- _WORK REQUIRED_
Count the lines holding the string "struct" in the records, and give only the count.

- _RECORDED INFORMATION_
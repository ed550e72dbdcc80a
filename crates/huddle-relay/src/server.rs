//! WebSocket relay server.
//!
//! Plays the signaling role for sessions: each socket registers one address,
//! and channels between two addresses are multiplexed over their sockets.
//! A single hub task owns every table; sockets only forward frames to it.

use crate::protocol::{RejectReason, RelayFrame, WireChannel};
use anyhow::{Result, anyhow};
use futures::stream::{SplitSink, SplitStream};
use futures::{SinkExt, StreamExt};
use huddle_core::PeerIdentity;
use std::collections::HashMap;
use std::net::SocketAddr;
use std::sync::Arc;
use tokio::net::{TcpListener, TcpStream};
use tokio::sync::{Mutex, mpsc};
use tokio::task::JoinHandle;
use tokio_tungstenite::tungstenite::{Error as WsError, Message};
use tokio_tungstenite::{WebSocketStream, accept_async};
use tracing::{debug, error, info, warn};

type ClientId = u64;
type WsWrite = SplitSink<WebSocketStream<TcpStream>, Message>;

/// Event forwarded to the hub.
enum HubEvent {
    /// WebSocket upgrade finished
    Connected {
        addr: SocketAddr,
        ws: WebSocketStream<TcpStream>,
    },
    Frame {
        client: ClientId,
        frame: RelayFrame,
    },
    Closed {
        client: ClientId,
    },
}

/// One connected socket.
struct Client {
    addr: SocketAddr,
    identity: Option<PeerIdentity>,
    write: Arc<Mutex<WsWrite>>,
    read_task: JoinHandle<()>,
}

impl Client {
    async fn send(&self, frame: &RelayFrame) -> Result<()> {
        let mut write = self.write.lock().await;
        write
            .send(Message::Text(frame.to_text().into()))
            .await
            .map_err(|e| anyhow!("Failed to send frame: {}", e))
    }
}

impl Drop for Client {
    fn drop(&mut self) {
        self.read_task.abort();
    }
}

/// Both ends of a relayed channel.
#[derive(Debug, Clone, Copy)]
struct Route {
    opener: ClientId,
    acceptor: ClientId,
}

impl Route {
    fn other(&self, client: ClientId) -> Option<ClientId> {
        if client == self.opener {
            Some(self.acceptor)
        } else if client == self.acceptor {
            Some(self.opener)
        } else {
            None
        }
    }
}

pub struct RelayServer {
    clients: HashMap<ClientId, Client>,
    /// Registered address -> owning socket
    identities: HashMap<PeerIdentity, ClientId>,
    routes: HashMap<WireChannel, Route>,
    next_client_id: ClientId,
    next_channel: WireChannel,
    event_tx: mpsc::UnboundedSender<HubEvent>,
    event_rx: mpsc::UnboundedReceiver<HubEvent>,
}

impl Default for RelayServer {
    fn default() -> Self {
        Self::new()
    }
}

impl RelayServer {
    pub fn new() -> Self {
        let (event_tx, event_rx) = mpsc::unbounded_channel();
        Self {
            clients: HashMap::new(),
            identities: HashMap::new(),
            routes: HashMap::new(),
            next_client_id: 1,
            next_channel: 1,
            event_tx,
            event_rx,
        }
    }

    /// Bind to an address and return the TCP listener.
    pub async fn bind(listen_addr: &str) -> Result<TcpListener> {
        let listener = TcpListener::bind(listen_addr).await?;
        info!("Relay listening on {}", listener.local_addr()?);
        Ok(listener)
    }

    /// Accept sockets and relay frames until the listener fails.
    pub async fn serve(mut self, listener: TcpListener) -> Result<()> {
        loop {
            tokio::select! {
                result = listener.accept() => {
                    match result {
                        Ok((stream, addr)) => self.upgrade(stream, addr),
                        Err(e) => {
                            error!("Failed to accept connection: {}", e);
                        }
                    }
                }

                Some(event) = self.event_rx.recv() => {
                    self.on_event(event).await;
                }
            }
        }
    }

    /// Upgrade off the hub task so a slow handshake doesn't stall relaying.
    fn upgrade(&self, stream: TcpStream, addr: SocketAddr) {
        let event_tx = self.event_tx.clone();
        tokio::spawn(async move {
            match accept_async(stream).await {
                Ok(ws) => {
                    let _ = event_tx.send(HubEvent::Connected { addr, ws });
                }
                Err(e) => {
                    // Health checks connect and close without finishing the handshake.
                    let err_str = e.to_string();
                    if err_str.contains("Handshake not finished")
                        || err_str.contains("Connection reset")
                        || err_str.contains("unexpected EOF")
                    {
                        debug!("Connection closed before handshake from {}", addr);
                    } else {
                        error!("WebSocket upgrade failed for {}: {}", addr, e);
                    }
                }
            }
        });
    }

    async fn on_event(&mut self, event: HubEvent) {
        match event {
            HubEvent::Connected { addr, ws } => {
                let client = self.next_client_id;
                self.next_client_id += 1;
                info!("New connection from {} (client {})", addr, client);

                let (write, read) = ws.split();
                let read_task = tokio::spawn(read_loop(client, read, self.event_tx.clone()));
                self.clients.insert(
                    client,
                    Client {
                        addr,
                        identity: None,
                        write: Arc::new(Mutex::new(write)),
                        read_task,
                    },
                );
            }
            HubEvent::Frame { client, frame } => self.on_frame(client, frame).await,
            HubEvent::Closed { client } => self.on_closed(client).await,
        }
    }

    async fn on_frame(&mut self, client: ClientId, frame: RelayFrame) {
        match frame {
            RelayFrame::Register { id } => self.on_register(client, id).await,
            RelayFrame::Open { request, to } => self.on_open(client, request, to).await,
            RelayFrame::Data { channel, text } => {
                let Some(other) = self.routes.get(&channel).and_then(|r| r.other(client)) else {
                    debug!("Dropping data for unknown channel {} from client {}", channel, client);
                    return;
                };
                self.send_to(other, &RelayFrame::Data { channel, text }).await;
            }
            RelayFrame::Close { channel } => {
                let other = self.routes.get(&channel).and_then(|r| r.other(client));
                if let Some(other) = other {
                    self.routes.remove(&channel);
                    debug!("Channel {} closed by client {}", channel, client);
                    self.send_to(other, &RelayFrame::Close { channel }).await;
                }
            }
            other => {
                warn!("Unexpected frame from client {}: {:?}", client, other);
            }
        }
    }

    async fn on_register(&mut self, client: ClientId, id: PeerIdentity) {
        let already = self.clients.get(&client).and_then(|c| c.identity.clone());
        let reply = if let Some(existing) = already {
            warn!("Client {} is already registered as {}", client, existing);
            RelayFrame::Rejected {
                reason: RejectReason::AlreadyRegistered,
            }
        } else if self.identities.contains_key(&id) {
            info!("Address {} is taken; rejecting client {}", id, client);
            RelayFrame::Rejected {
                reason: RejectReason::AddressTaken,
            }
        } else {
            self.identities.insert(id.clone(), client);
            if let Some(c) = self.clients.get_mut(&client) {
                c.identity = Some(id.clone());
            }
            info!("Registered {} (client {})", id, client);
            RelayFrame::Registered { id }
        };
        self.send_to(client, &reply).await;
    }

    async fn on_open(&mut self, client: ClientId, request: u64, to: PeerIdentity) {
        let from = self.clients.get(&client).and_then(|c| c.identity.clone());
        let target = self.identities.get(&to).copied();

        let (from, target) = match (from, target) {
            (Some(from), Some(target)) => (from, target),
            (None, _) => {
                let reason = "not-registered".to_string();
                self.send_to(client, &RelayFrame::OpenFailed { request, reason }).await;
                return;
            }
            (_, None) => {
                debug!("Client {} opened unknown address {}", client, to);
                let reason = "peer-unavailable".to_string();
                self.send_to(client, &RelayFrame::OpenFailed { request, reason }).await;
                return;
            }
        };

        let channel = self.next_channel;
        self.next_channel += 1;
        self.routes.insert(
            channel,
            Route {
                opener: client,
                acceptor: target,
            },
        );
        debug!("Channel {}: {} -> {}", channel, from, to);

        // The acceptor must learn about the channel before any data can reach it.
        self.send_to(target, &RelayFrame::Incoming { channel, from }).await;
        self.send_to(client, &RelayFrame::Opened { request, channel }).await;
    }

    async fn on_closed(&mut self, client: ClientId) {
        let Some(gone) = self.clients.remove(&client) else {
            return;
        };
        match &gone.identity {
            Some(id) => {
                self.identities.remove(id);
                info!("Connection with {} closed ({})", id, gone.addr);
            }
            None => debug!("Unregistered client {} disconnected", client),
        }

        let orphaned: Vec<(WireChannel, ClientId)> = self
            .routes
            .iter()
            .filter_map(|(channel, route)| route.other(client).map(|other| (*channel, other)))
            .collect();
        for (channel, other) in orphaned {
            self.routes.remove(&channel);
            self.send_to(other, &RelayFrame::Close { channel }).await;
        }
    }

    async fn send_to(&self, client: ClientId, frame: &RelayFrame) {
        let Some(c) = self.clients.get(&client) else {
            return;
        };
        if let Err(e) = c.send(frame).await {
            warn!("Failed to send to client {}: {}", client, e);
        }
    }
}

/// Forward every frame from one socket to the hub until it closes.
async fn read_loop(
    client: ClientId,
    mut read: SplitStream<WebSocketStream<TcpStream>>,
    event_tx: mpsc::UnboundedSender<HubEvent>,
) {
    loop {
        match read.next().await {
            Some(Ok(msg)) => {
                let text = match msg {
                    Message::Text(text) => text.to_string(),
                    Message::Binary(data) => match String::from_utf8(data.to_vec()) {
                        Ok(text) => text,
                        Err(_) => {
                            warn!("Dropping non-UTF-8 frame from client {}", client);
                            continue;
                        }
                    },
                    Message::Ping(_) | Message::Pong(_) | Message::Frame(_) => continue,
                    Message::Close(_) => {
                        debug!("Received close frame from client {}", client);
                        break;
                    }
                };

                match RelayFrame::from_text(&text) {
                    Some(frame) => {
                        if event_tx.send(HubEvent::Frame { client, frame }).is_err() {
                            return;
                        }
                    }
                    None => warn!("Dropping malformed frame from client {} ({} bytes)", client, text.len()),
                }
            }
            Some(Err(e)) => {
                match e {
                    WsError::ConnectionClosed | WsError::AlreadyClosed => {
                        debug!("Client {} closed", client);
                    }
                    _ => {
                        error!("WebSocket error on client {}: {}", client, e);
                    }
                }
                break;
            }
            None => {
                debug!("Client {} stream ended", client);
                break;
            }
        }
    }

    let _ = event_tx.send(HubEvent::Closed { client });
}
---
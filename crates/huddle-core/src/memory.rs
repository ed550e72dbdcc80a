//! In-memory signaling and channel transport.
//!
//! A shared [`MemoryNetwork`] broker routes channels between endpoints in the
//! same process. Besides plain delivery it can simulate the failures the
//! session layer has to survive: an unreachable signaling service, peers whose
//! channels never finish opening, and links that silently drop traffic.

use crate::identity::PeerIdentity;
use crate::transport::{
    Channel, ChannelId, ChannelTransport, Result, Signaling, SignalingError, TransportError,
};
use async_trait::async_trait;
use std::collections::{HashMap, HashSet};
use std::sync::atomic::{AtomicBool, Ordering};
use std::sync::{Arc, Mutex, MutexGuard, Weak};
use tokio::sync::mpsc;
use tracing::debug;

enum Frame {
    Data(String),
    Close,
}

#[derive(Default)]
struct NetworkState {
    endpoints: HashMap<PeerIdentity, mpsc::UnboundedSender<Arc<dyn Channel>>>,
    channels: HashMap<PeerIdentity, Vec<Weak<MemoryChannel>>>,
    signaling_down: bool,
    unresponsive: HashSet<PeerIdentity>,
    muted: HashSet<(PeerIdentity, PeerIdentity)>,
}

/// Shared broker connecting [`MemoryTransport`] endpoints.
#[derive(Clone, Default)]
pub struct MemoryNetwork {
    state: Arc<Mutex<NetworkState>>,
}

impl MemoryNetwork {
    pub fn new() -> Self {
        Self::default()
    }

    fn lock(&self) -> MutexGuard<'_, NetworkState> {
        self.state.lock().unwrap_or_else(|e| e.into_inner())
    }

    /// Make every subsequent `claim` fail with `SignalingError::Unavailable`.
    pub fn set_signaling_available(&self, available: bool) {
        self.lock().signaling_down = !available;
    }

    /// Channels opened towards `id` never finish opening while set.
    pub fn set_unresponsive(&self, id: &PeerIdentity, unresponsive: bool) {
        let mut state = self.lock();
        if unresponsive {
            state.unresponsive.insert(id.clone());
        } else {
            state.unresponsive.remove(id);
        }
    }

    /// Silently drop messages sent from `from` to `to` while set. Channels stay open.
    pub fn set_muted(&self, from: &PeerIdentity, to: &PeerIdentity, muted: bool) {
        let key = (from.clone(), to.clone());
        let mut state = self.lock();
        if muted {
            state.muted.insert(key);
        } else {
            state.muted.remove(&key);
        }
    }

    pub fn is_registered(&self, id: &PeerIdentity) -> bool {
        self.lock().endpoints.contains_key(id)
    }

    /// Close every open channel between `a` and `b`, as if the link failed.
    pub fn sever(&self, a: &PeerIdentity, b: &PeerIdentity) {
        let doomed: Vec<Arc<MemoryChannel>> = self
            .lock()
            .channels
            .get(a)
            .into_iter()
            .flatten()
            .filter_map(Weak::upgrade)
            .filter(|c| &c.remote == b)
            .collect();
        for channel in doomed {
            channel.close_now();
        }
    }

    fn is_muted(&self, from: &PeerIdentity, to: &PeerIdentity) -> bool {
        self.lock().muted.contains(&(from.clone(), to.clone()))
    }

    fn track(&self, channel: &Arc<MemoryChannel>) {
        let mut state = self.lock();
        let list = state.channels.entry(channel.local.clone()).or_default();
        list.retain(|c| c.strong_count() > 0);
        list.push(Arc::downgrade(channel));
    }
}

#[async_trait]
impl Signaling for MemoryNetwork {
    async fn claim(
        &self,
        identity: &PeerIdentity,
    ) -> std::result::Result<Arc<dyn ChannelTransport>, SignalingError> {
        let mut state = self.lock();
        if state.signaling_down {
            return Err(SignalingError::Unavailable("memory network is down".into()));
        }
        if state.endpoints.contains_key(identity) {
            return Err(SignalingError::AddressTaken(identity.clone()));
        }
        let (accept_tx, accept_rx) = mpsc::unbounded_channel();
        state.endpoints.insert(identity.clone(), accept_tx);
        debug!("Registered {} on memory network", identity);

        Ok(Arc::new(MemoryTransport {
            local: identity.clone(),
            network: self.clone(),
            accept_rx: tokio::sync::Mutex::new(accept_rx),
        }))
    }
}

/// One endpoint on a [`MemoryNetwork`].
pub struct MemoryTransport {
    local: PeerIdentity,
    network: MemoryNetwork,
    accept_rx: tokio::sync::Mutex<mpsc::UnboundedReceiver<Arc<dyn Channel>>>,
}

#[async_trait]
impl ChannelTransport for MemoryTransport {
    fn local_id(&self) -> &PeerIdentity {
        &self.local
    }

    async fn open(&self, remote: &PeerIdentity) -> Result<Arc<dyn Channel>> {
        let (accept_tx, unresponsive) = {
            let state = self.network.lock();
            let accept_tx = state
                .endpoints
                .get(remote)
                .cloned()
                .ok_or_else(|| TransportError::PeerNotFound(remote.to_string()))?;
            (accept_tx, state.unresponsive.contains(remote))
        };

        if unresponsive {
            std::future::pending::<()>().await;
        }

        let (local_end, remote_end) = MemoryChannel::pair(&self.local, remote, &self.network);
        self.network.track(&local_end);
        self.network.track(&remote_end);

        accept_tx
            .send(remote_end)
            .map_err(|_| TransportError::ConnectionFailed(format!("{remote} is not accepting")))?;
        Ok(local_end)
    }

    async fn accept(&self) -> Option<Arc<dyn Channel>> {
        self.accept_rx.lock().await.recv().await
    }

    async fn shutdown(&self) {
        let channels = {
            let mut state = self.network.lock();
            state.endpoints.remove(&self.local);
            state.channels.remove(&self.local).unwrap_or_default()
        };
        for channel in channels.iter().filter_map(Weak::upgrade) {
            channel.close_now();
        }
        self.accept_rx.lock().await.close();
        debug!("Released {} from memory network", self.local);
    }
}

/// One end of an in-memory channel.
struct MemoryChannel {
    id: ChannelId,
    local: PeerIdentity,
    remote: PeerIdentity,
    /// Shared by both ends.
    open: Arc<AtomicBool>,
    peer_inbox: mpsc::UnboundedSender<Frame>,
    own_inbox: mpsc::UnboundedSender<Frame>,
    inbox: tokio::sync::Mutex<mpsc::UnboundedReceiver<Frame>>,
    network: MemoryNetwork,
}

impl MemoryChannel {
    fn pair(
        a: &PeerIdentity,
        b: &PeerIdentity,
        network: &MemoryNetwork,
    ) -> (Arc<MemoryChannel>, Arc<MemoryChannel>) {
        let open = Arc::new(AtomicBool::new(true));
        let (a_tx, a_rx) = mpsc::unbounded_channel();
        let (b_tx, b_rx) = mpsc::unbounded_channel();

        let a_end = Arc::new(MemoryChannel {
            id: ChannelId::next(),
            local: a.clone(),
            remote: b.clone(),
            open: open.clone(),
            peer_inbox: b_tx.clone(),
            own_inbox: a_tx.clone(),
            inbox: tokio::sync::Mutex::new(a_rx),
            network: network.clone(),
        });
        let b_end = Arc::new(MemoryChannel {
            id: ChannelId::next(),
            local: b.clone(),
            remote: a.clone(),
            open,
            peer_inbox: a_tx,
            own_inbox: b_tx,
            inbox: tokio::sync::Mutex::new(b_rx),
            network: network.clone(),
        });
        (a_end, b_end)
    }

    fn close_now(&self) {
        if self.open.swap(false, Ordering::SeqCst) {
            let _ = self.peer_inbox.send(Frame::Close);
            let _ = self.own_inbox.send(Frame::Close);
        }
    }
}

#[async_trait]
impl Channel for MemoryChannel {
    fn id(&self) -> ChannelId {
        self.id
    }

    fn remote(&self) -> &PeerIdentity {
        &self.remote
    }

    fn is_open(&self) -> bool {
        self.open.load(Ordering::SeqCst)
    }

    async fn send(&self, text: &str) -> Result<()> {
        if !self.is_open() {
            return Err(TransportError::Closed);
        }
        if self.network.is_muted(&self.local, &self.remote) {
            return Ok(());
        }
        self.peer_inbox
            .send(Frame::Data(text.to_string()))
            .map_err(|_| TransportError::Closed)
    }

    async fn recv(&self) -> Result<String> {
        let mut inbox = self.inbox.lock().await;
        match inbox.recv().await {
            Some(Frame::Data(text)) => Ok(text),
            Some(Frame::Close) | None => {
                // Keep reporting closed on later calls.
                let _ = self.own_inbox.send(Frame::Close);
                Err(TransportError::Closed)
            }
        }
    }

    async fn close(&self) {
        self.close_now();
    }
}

- _RESULT FOR THIS TASK_
7